• [Record excerpts]
****

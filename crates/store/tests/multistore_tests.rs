//! Integration tests for the commit multistore: versioned reads, pruning
//! behavior, buffered transaction contexts and historical views.

use statechain_store::{CommitMultiStore, KVStore, PruningStrategy, StoreError};
use tempfile::TempDir;

const STORES: [&str; 2] = ["acc", "bank"];

fn open(dir: &TempDir, strategy: PruningStrategy) -> CommitMultiStore {
    CommitMultiStore::open(dir.path().join("db"), &STORES, strategy).expect("open multistore")
}

#[test]
fn writes_are_visible_before_commit_and_durable_after() {
    let dir = TempDir::new().unwrap();
    let mut ms = open(&dir, PruningStrategy::Nothing);

    let store = ms.kv_store("acc").unwrap();
    store.set(b"alice", b"100");
    assert_eq!(store.get(b"alice").unwrap(), Some(b"100".to_vec()));
    assert!(store.is_dirty());

    let commit = ms.commit_all().unwrap();
    assert_eq!(commit.version, 1);
    assert_ne!(commit.root, [0u8; 32]);

    let store = ms.kv_store("acc").unwrap();
    assert!(!store.is_dirty());
    assert_eq!(store.get(b"alice").unwrap(), Some(b"100".to_vec()));
}

#[test]
fn delete_masks_committed_value() {
    let dir = TempDir::new().unwrap();
    let mut ms = open(&dir, PruningStrategy::Nothing);

    ms.kv_store("acc").unwrap().set(b"k", b"v");
    ms.commit_all().unwrap();

    let store = ms.kv_store("acc").unwrap();
    store.delete(b"k");
    assert_eq!(store.get(b"k").unwrap(), None);

    ms.commit_all().unwrap();
    assert_eq!(ms.kv_store("acc").unwrap().get(b"k").unwrap(), None);
    // version 1 still serves the old value
    let v1 = ms.load_version(1).unwrap();
    assert_eq!(
        v1.kv_view("acc").unwrap().get(b"k").unwrap(),
        Some(b"v".to_vec())
    );
}

#[test]
fn iteration_merges_overlay_in_key_order() {
    let dir = TempDir::new().unwrap();
    let mut ms = open(&dir, PruningStrategy::Nothing);

    let store = ms.kv_store("acc").unwrap();
    store.set(b"p/a", b"1");
    store.set(b"p/c", b"3");
    store.set(b"q/x", b"9");
    ms.commit_all().unwrap();

    let store = ms.kv_store("acc").unwrap();
    store.set(b"p/b", b"2");
    store.set(b"p/c", b"30");
    store.delete(b"p/a");

    let pairs: Vec<(Vec<u8>, Vec<u8>)> = store
        .iterate(b"p/")
        .collect::<Result<_, _>>()
        .expect("iterate");
    assert_eq!(
        pairs,
        vec![
            (b"p/b".to_vec(), b"2".to_vec()),
            (b"p/c".to_vec(), b"30".to_vec()),
        ]
    );

    // early termination just drops the iterator
    let first = store.iterate(b"p/").next().unwrap().unwrap();
    assert_eq!(first.0, b"p/b".to_vec());
}

#[test]
fn commit_version_is_monotonic_and_root_tracks_content() {
    let dir = TempDir::new().unwrap();
    let mut ms = open(&dir, PruningStrategy::Nothing);

    ms.kv_store("acc").unwrap().set(b"k", b"1");
    let c1 = ms.commit_all().unwrap();
    let c2 = ms.commit_all().unwrap();
    assert_eq!(c2.version, c1.version + 1);
    // same content, same combined root
    assert_eq!(c1.root, c2.root);

    ms.kv_store("bank").unwrap().set(b"k", b"2");
    let c3 = ms.commit_all().unwrap();
    assert_ne!(c3.root, c2.root);
}

#[test]
fn prune_everything_keeps_only_latest() {
    let dir = TempDir::new().unwrap();
    let mut ms = open(&dir, PruningStrategy::Everything);

    for i in 0..5u8 {
        ms.kv_store("acc").unwrap().set(b"k", &[i]);
        ms.commit_all().unwrap();
    }

    assert!(ms.load_version(5).is_ok());
    for v in 1..5 {
        let err = ms.load_version(v).expect_err("pruned version");
        assert!(matches!(err, StoreError::VersionUnavailable { version } if version == v));
    }
}

#[test]
fn prune_nothing_keeps_every_version() {
    let dir = TempDir::new().unwrap();
    let mut ms = open(&dir, PruningStrategy::Nothing);

    for i in 0..5u8 {
        ms.kv_store("acc").unwrap().set(b"k", &[i]);
        ms.commit_all().unwrap();
    }

    for v in 1..=5u64 {
        let view = ms.load_version(v).unwrap();
        assert_eq!(
            view.kv_view("acc").unwrap().get(b"k").unwrap(),
            Some(vec![(v - 1) as u8])
        );
    }
}

#[test]
fn syncable_prunes_outside_window_but_keeps_checkpoints() {
    let dir = TempDir::new().unwrap();
    let mut ms = open(
        &dir,
        PruningStrategy::Syncable {
            keep_recent: 2,
            keep_every: 3,
        },
    );

    for i in 0..7u8 {
        ms.kv_store("acc").unwrap().set(b"k", &[i]);
        ms.commit_all().unwrap();
    }

    // window: 6, 7; checkpoints: 3, 6
    for v in [3, 6, 7] {
        assert!(ms.load_version(v).is_ok(), "version {v} should be retained");
    }
    for v in [1, 2, 4, 5] {
        assert!(
            matches!(
                ms.load_version(v),
                Err(StoreError::VersionUnavailable { .. })
            ),
            "version {v} should be pruned"
        );
    }
}

#[test]
fn load_version_never_committed_is_unavailable() {
    let dir = TempDir::new().unwrap();
    let mut ms = open(&dir, PruningStrategy::Nothing);
    ms.commit_all().unwrap();

    assert!(matches!(
        ms.load_version(9),
        Err(StoreError::VersionUnavailable { version: 9 })
    ));
    assert!(matches!(
        ms.load_version(0),
        Err(StoreError::VersionUnavailable { version: 0 })
    ));
}

#[test]
fn historical_view_fails_once_its_version_is_pruned() {
    let dir = TempDir::new().unwrap();
    let mut ms = open(&dir, PruningStrategy::Everything);

    ms.kv_store("acc").unwrap().set(b"k", b"old");
    ms.commit_all().unwrap();
    let view = ms.load_version(1).unwrap();
    assert_eq!(
        view.kv_view("acc").unwrap().get(b"k").unwrap(),
        Some(b"old".to_vec())
    );

    ms.kv_store("acc").unwrap().set(b"k", b"new");
    ms.commit_all().unwrap(); // prunes version 1

    let err = view.kv_view("acc").unwrap().get(b"k").unwrap_err();
    assert!(matches!(err, StoreError::VersionUnavailable { version: 1 }));
}

#[test]
fn tx_context_write_merges_and_drop_discards() {
    let dir = TempDir::new().unwrap();
    let mut ms = open(&dir, PruningStrategy::Nothing);

    ms.kv_store("acc").unwrap().set(b"balance", b"100");

    // discarded context leaves no trace
    {
        let mut ctx = ms.tx_context(b"tx-1");
        let store = ctx.kv_store("acc").unwrap();
        store.set(b"balance", b"40");
        assert_eq!(store.get(b"balance").unwrap(), Some(b"40".to_vec()));
    }
    assert_eq!(
        ms.kv_store("acc").unwrap().get(b"balance").unwrap(),
        Some(b"100".to_vec())
    );

    // written context lands in the uncommitted generation
    let mut ctx = ms.tx_context(b"tx-2");
    ctx.kv_store("acc").unwrap().set(b"balance", b"60");
    ctx.write();
    assert_eq!(
        ms.kv_store("acc").unwrap().get(b"balance").unwrap(),
        Some(b"60".to_vec())
    );

    assert!(matches!(
        ms.tx_context(b"tx-3").kv_store("nope"),
        Err(StoreError::UnknownStore(_))
    ));
}

#[test]
fn unknown_store_name_is_rejected() {
    let dir = TempDir::new().unwrap();
    let mut ms = open(&dir, PruningStrategy::Nothing);
    assert!(matches!(
        ms.kv_store("gov"),
        Err(StoreError::UnknownStore(_))
    ));
}
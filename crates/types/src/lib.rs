//! Statechain core types
//!
//! Shared primitives for the storage and ledger layers:
//! - account addresses and their human readable encoding
//! - multi-denomination balances (`Coins`) with non-negativity invariants
//! - event tags emitted by state mutations
//! - transaction content hashing

pub mod address;
pub mod coins;
pub mod tags;
pub mod tx;

pub use address::{decode_address, encode_address, is_valid_address, Address, AddressError};
pub use coins::{Coin, Coins, CoinsError};
pub use tags::{Tag, Tags, TAG_RECIPIENT, TAG_SENDER};
pub use tx::tx_hash;

/// Module version for API introspection
pub const VERSION: &str = env!("CARGO_PKG_VERSION");
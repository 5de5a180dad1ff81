//! Transaction content hashing.

/// Content hash of raw transaction bytes, as lowercase hex.
///
/// This is the identifier recorded in the per-address history index; it is
/// deterministic for identical payloads.
pub fn tx_hash(bytes: &[u8]) -> String {
    hex::encode(blake3::hash(bytes).as_bytes())
}
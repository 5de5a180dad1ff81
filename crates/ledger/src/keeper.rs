//! View / Send / Base keeper tiers.
//!
//! Each tier is an explicit capability struct holding only the dependencies
//! it needs, composed by construction: the view tier reads balances, the send
//! tier adds two-party transfers, the base tier adds unconditional writes and
//! multi-party settlement.
//!
//! Atomicity contract: on any error the caller discards the enclosing
//! [`TxContext`]; the keepers perform no local rollback.

use crate::account::AccountKeeper;
use crate::errors::LedgerError;
use crate::history::HistoryKeeper;
use statechain_store::TxContext;
use statechain_types::{Address, Coins, Tags, TAG_RECIPIENT, TAG_SENDER};

/// One settlement input: coins to subtract from an address.
#[derive(Debug, Clone, PartialEq, Eq)]
pub struct Input {
    pub address: Address,
    pub coins: Coins,
}

/// One settlement output: coins to add to an address.
#[derive(Debug, Clone, PartialEq, Eq)]
pub struct Output {
    pub address: Address,
    pub coins: Coins,
}

/// Read-only access to account balances.
pub struct ViewKeeper<AK> {
    accounts: AK,
}

impl<AK: AccountKeeper> ViewKeeper<AK> {
    pub fn new(accounts: AK) -> Self {
        Self { accounts }
    }

    /// Balance at `addr`; empty (never an error) if the account is absent.
    pub fn coins(&self, ctx: &mut TxContext<'_>, addr: &Address) -> Result<Coins, LedgerError> {
        get_coins(ctx, &self.accounts, addr)
    }

    /// Whether `addr` holds at least `amt` in every denomination. A missing
    /// denomination counts as zero.
    pub fn has_coins(
        &self,
        ctx: &mut TxContext<'_>,
        addr: &Address,
        amt: &Coins,
    ) -> Result<bool, LedgerError> {
        Ok(self.coins(ctx, addr)?.is_all_gte(amt))
    }
}

/// Transfers between accounts, without the ability to create coins.
pub struct SendKeeper<AK> {
    view: ViewKeeper<AK>,
    history: HistoryKeeper,
}

impl<AK: AccountKeeper> SendKeeper<AK> {
    pub fn new(accounts: AK, history: HistoryKeeper) -> Self {
        Self {
            view: ViewKeeper::new(accounts),
            history,
        }
    }

    pub fn view(&self) -> &ViewKeeper<AK> {
        &self.view
    }

    pub fn coins(&self, ctx: &mut TxContext<'_>, addr: &Address) -> Result<Coins, LedgerError> {
        self.view.coins(ctx, addr)
    }

    pub fn has_coins(
        &self,
        ctx: &mut TxContext<'_>,
        addr: &Address,
        amt: &Coins,
    ) -> Result<bool, LedgerError> {
        self.view.has_coins(ctx, addr, amt)
    }

    /// Atomically move `amt` from `from` to `to`.
    ///
    /// If the subtraction would overdraw any denomination the whole call
    /// fails before the credit runs and no balance is mutated.
    pub fn send_coins(
        &self,
        ctx: &mut TxContext<'_>,
        from: &Address,
        to: &Address,
        amt: &Coins,
    ) -> Result<Tags, LedgerError> {
        let (_, mut tags) = subtract_coins(ctx, &self.view.accounts, &self.history, from, amt)?;
        let (_, add_tags) = add_coins(ctx, &self.view.accounts, &self.history, to, amt)?;
        tags.append_tags(add_tags);
        tracing::debug!(%from, %to, amount = %amt, "coins sent");
        Ok(tags)
    }

    /// Transaction hashes recorded for `addr`, most recent first.
    pub fn history(
        &self,
        ctx: &mut TxContext<'_>,
        addr: &Address,
    ) -> Result<Vec<String>, LedgerError> {
        self.history.history(ctx, addr)
    }
}

/// Full ledger capability: everything in the send tier plus unconditional
/// writes and multi-party settlement.
pub struct BaseKeeper<AK> {
    send: SendKeeper<AK>,
}

impl<AK: AccountKeeper> BaseKeeper<AK> {
    pub fn new(accounts: AK, history: HistoryKeeper) -> Self {
        Self {
            send: SendKeeper::new(accounts, history),
        }
    }

    pub fn send(&self) -> &SendKeeper<AK> {
        &self.send
    }

    pub fn coins(&self, ctx: &mut TxContext<'_>, addr: &Address) -> Result<Coins, LedgerError> {
        self.send.coins(ctx, addr)
    }

    pub fn has_coins(
        &self,
        ctx: &mut TxContext<'_>,
        addr: &Address,
        amt: &Coins,
    ) -> Result<bool, LedgerError> {
        self.send.has_coins(ctx, addr, amt)
    }

    pub fn send_coins(
        &self,
        ctx: &mut TxContext<'_>,
        from: &Address,
        to: &Address,
        amt: &Coins,
    ) -> Result<Tags, LedgerError> {
        self.send.send_coins(ctx, from, to, amt)
    }

    pub fn history(
        &self,
        ctx: &mut TxContext<'_>,
        addr: &Address,
    ) -> Result<Vec<String>, LedgerError> {
        self.send.history(ctx, addr)
    }

    /// Overwrite the balance at `addr`, creating the account if absent.
    pub fn set_coins(
        &self,
        ctx: &mut TxContext<'_>,
        addr: &Address,
        amt: Coins,
    ) -> Result<(), LedgerError> {
        set_coins(ctx, &self.send.view.accounts, addr, amt)
    }

    /// Subtract `amt` from `addr`, returning the new balance and a `sender`
    /// tag, and recording a history entry for the address.
    pub fn subtract_coins(
        &self,
        ctx: &mut TxContext<'_>,
        addr: &Address,
        amt: &Coins,
    ) -> Result<(Coins, Tags), LedgerError> {
        subtract_coins(ctx, &self.send.view.accounts, &self.send.history, addr, amt)
    }

    /// Add `amt` to `addr`, returning the new balance and a `recipient` tag,
    /// and recording a history entry for the address.
    pub fn add_coins(
        &self,
        ctx: &mut TxContext<'_>,
        addr: &Address,
        amt: &Coins,
    ) -> Result<(Coins, Tags), LedgerError> {
        add_coins(ctx, &self.send.view.accounts, &self.send.history, addr, amt)
    }

    /// Generalized multi-party settlement: subtract every input, then add
    /// every output, in the given order.
    ///
    /// The first failing step aborts the whole call with its error. Partial
    /// effects stay confined to the enclosing buffered context, which the
    /// caller discards on error.
    pub fn input_output_coins(
        &self,
        ctx: &mut TxContext<'_>,
        inputs: &[Input],
        outputs: &[Output],
    ) -> Result<Tags, LedgerError> {
        let mut all_tags = Tags::empty();

        for input in inputs {
            let (_, tags) = subtract_coins(
                ctx,
                &self.send.view.accounts,
                &self.send.history,
                &input.address,
                &input.coins,
            )?;
            all_tags.append_tags(tags);
        }

        for output in outputs {
            let (_, tags) = add_coins(
                ctx,
                &self.send.view.accounts,
                &self.send.history,
                &output.address,
                &output.coins,
            )?;
            all_tags.append_tags(tags);
        }

        Ok(all_tags)
    }
}

fn get_coins<AK: AccountKeeper>(
    ctx: &mut TxContext<'_>,
    accounts: &AK,
    addr: &Address,
) -> Result<Coins, LedgerError> {
    Ok(accounts
        .account(ctx, addr)?
        .map(|account| account.coins)
        .unwrap_or_else(Coins::empty))
}

fn set_coins<AK: AccountKeeper>(
    ctx: &mut TxContext<'_>,
    accounts: &AK,
    addr: &Address,
    amt: Coins,
) -> Result<(), LedgerError> {
    let mut account = match accounts.account(ctx, addr)? {
        Some(account) => account,
        None => accounts.new_account_with_address(addr),
    };
    account.coins = amt;
    accounts.set_account(ctx, &account)
}

fn subtract_coins<AK: AccountKeeper>(
    ctx: &mut TxContext<'_>,
    accounts: &AK,
    history: &HistoryKeeper,
    addr: &Address,
    amt: &Coins,
) -> Result<(Coins, Tags), LedgerError> {
    let old_coins = get_coins(ctx, accounts, addr)?;
    let new_coins = match old_coins.safe_sub(amt) {
        Ok(new_coins) => new_coins,
        Err(_) => {
            return Err(LedgerError::InsufficientFunds {
                available: old_coins,
                attempted: amt.clone(),
            })
        }
    };

    set_coins(ctx, accounts, addr, new_coins.clone())?;
    history.record(ctx, addr)?;
    Ok((new_coins, Tags::single(TAG_SENDER, addr.to_string())))
}

fn add_coins<AK: AccountKeeper>(
    ctx: &mut TxContext<'_>,
    accounts: &AK,
    history: &HistoryKeeper,
    addr: &Address,
    amt: &Coins,
) -> Result<(Coins, Tags), LedgerError> {
    let old_coins = get_coins(ctx, accounts, addr)?;
    let new_coins = old_coins.plus(amt);
    // guard against malformed inputs that slipped past Coins validation
    if !new_coins.is_not_negative() {
        return Err(LedgerError::InsufficientFunds {
            available: old_coins,
            attempted: amt.clone(),
        });
    }

    set_coins(ctx, accounts, addr, new_coins.clone())?;
    history.record(ctx, addr)?;
    Ok((new_coins, Tags::single(TAG_RECIPIENT, addr.to_string())))
}
use statechain_store::StoreError;
use statechain_types::Coins;
use thiserror::Error;

/// Errors raised by the ledger keepers.
#[derive(Debug, Error)]
pub enum LedgerError {
    /// A subtraction would drive some denomination negative. Recoverable:
    /// aborts the current transaction's buffered writes only.
    #[error("insufficient funds: {available} < {attempted}")]
    InsufficientFunds { available: Coins, attempted: Coins },

    /// Account or history blob failed to encode/decode. This implies
    /// corrupted state and is fatal; callers must abort instead of retrying.
    #[error("state serialization failure: {0}")]
    Serialization(String),

    #[error(transparent)]
    Store(#[from] StoreError),
}

impl LedgerError {
    /// Whether the error may be handled by rejecting the current transaction,
    /// as opposed to a process-level fault.
    pub fn is_recoverable(&self) -> bool {
        matches!(self, LedgerError::InsufficientFunds { .. })
    }
}
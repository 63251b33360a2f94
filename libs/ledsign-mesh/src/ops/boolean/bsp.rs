//! # BSP Tree
//!
//! Binary Space Partitioning tree for CSG operations.
//!
//! Nodes live in a flat arena and reference their children by index. Every
//! traversal runs on an explicit work stack, so deep trees built from
//! high-segment cylinders never exhaust the call stack.

use super::plane::Plane;
use super::polygon::{Fragments, Polygon};

const ROOT: usize = 0;

/// A single node of the tree.
#[derive(Debug, Clone, Default)]
struct BspNode {
    /// Splitting plane, taken from the first polygon inserted here.
    plane: Option<Plane>,
    /// Polygons coplanar with `plane`.
    polygons: Vec<Polygon>,
    /// Arena index of the front child.
    front: Option<usize>,
    /// Arena index of the back child.
    back: Option<usize>,
}

#[derive(Clone, Copy)]
enum Branch {
    Front,
    Back,
}

/// BSP tree over a polygon soup representing a closed solid.
#[derive(Debug, Clone)]
pub struct BspTree {
    nodes: Vec<BspNode>,
}

impl BspTree {
    /// Create a tree from polygons.
    pub fn new(polygons: Vec<Polygon>) -> Self {
        let mut tree = Self {
            nodes: vec![BspNode::default()],
        };
        tree.build(polygons);
        tree
    }

    /// Insert polygons into the tree, splitting them at each node.
    pub fn build(&mut self, polygons: Vec<Polygon>) {
        let mut stack = vec![(ROOT, polygons)];

        while let Some((idx, polygons)) = stack.pop() {
            if polygons.is_empty() {
                continue;
            }

            let plane = match self.nodes[idx].plane {
                Some(plane) => plane,
                None => {
                    let plane = *polygons[0].plane();
                    self.nodes[idx].plane = Some(plane);
                    plane
                }
            };

            let mut parts = Fragments::default();
            for polygon in &polygons {
                polygon.split_into(&plane, &mut parts);
            }
            let Fragments {
                mut coplanar_front,
                mut coplanar_back,
                front,
                back,
            } = parts;

            let node = &mut self.nodes[idx];
            node.polygons.append(&mut coplanar_front);
            node.polygons.append(&mut coplanar_back);

            if !front.is_empty() {
                let child = self.child(idx, Branch::Front);
                stack.push((child, front));
            }
            if !back.is_empty() {
                let child = self.child(idx, Branch::Back);
                stack.push((child, back));
            }
        }
    }

    /// Returns the child on `branch`, allocating it if missing.
    fn child(&mut self, idx: usize, branch: Branch) -> usize {
        let existing = match branch {
            Branch::Front => self.nodes[idx].front,
            Branch::Back => self.nodes[idx].back,
        };
        if let Some(child) = existing {
            return child;
        }

        let child = self.nodes.len();
        self.nodes.push(BspNode::default());
        match branch {
            Branch::Front => self.nodes[idx].front = Some(child),
            Branch::Back => self.nodes[idx].back = Some(child),
        }
        child
    }

    /// Convert solid space to empty space and vice versa.
    pub fn invert(&mut self) {
        for node in &mut self.nodes {
            for polygon in &mut node.polygons {
                polygon.flip();
            }
            node.plane = node.plane.map(|plane| plane.flipped());
            std::mem::swap(&mut node.front, &mut node.back);
        }
    }

    /// Remove all parts of `polygons` that lie inside this tree's solid.
    pub fn clip_polygons(&self, polygons: Vec<Polygon>) -> Vec<Polygon> {
        if self.nodes[ROOT].plane.is_none() {
            return polygons;
        }

        let mut result = Vec::new();
        let mut stack = vec![(ROOT, polygons)];

        while let Some((idx, polygons)) = stack.pop() {
            let node = &self.nodes[idx];
            let Some(plane) = node.plane else {
                result.extend(polygons);
                continue;
            };

            // Coplanar pieces follow their facing
            let mut parts = Fragments::default();
            for polygon in &polygons {
                polygon.split_into(&plane, &mut parts);
            }
            let mut front = parts.front;
            front.append(&mut parts.coplanar_front);
            let mut back = parts.back;
            back.append(&mut parts.coplanar_back);

            match node.front {
                Some(child) => stack.push((child, front)),
                None => result.extend(front),
            }
            // Polygons reaching an empty back leaf are inside the solid
            if let Some(child) = node.back {
                stack.push((child, back));
            }
        }

        result
    }

    /// Remove all polygons in this tree that lie inside `other`.
    pub fn clip_to(&mut self, other: &BspTree) {
        for node in &mut self.nodes {
            let polygons = std::mem::take(&mut node.polygons);
            node.polygons = other.clip_polygons(polygons);
        }
    }

    /// Collect every polygon stored in the tree.
    pub fn all_polygons(&self) -> Vec<Polygon> {
        self.nodes
            .iter()
            .flat_map(|node| node.polygons.iter().cloned())
            .collect()
    }

    /// Number of nodes in the arena.
    pub fn node_count(&self) -> usize {
        self.nodes.len()
    }

    /// Number of polygons stored across all nodes.
    pub fn polygon_count(&self) -> usize {
        self.nodes.iter().map(|node| node.polygons.len()).sum()
    }
}
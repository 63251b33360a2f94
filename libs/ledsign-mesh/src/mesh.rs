//! # Solid Mesh
//!
//! Indexed triangle soup used for every solid in the sign pipeline: the base
//! plate, the hole cutters and the final panel.

use std::collections::HashMap;

use config::constants::VERTEX_MERGE_EPSILON;
use glam::DVec3;

use crate::error::MeshError;

/// Indexed triangle mesh.
///
/// Triangles are wound counter-clockwise when seen from outside the solid.
/// A mesh without vertices or without triangles is the *empty sentinel*: it
/// stands for "no geometry" and is never an error by itself.
///
/// # Example
///
/// ```rust
/// use glam::DVec3;
/// use ledsign_mesh::Mesh;
///
/// let mut tri = Mesh::new();
/// let a = tri.add_vertex(DVec3::ZERO);
/// let b = tri.add_vertex(DVec3::X);
/// assert!(tri.is_empty());
///
/// let c = tri.add_vertex(DVec3::Y);
/// tri.add_triangle(a, b, c);
/// assert!(!tri.is_empty());
/// ```
#[derive(Debug, Clone, Default, PartialEq)]
pub struct Mesh {
    vertices: Vec<DVec3>,
    triangles: Vec<[u32; 3]>,
}

impl Mesh {
    pub fn new() -> Self {
        Self::default()
    }

    /// Empty mesh with room for the given number of vertices and triangles.
    pub fn with_capacity(vertices: usize, triangles: usize) -> Self {
        Self {
            vertices: Vec::with_capacity(vertices),
            triangles: Vec::with_capacity(triangles),
        }
    }

    #[inline]
    pub fn vertex_count(&self) -> usize {
        self.vertices.len()
    }

    #[inline]
    pub fn triangle_count(&self) -> usize {
        self.triangles.len()
    }

    /// True for the empty sentinel.
    #[inline]
    pub fn is_empty(&self) -> bool {
        self.triangles.is_empty() || self.vertices.is_empty()
    }

    /// Appends a position and returns its index.
    pub fn add_vertex(&mut self, position: DVec3) -> u32 {
        self.vertices.push(position);
        (self.vertices.len() - 1) as u32
    }

    /// Appends a face. Indices are checked later by [`Mesh::check_topology`].
    pub fn add_triangle(&mut self, a: u32, b: u32, c: u32) {
        self.triangles.push([a, b, c]);
    }

    #[inline]
    pub fn vertices(&self) -> &[DVec3] {
        &self.vertices
    }

    #[inline]
    pub fn triangles(&self) -> &[[u32; 3]] {
        &self.triangles
    }

    /// Corner positions of every face, in face order.
    pub fn triangle_positions(&self) -> impl Iterator<Item = [DVec3; 3]> + '_ {
        self.triangles
            .iter()
            .map(move |face| face.map(|i| self.vertices[i as usize]))
    }

    /// Axis-aligned bounds as `(min, max)`; both zero for a mesh without
    /// vertices.
    pub fn bounding_box(&self) -> (DVec3, DVec3) {
        let Some(&first) = self.vertices.first() else {
            return (DVec3::ZERO, DVec3::ZERO);
        };
        self.vertices
            .iter()
            .fold((first, first), |(lo, hi), &p| (lo.min(p), hi.max(p)))
    }

    /// Moves every vertex by `offset`.
    pub fn translate(&mut self, offset: DVec3) {
        self.vertices.iter_mut().for_each(|p| *p += offset);
    }

    /// Appends `other` as a separate body.
    ///
    /// Face indices of `other` are shifted past the existing vertices. Shared
    /// positions are not welded.
    pub fn merge(&mut self, other: &Mesh) {
        let base = self.vertices.len() as u32;
        self.vertices.extend_from_slice(&other.vertices);
        self.triangles
            .extend(other.triangles.iter().map(|face| face.map(|i| i + base)));
    }

    /// Enclosed volume via the divergence theorem.
    ///
    /// Positive for a closed, outward-wound solid.
    pub fn signed_volume(&self) -> f64 {
        self.triangle_positions()
            .map(|[a, b, c]| a.dot(b.cross(c)))
            .sum::<f64>()
            / 6.0
    }

    /// True when no coordinate is NaN or infinite.
    pub fn is_finite(&self) -> bool {
        self.vertices.iter().all(|p| p.is_finite())
    }

    /// Rejects faces that reference missing vertices, repeat a corner, or
    /// have (near) zero area.
    pub fn check_topology(&self) -> Result<(), MeshError> {
        let n = self.vertices.len();

        for (face_index, face) in self.triangles.iter().enumerate() {
            if let Some(bad) = face.iter().find(|&&i| i as usize >= n) {
                return Err(MeshError::invalid_topology(format!(
                    "face {face_index} uses vertex {bad} but the mesh has {n}"
                )));
            }

            let [a, b, c] = *face;
            if a == b || b == c || c == a {
                return Err(MeshError::invalid_topology(format!(
                    "face {face_index} repeats a corner: {face:?}"
                )));
            }

            let [pa, pb, pc] = face.map(|i| self.vertices[i as usize]);
            if (pb - pa).cross(pc - pa).length() < VERTEX_MERGE_EPSILON {
                return Err(MeshError::invalid_topology(format!(
                    "face {face_index} is degenerate"
                )));
            }
        }

        Ok(())
    }

    /// Directed edges without a reversed partner.
    ///
    /// In a closed, consistently wound surface every edge `a → b` is matched
    /// by `b → a` from the neighboring face, as often as it occurs. Any
    /// boundary, crack or T-junction shows up here.
    pub fn open_edge_count(&self) -> usize {
        let mut directed: HashMap<(u32, u32), usize> = HashMap::new();
        for &[a, b, c] in &self.triangles {
            for edge in [(a, b), (b, c), (c, a)] {
                *directed.entry(edge).or_default() += 1;
            }
        }
        directed
            .iter()
            .filter(|&(&(a, b), &count)| directed.get(&(b, a)).copied().unwrap_or(0) != count)
            .count()
    }

    /// True when [`Mesh::open_edge_count`] is zero. The empty sentinel is
    /// trivially watertight.
    pub fn is_watertight(&self) -> bool {
        self.open_edge_count() == 0
    }

    /// Shorthand for `check_topology().is_ok()`.
    pub fn validate(&self) -> bool {
        self.check_topology().is_ok()
    }
}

****

• [Work item] Among the records, find every line with the word "missing" and copy it.

• [Written answer]
    /// Whether `addr` holds at least `amt` in every denomination. A missing
    /// Returns the child on `branch`, allocating it if missing.
    /// Rejects faces that reference missing vertices, repeat a corner, or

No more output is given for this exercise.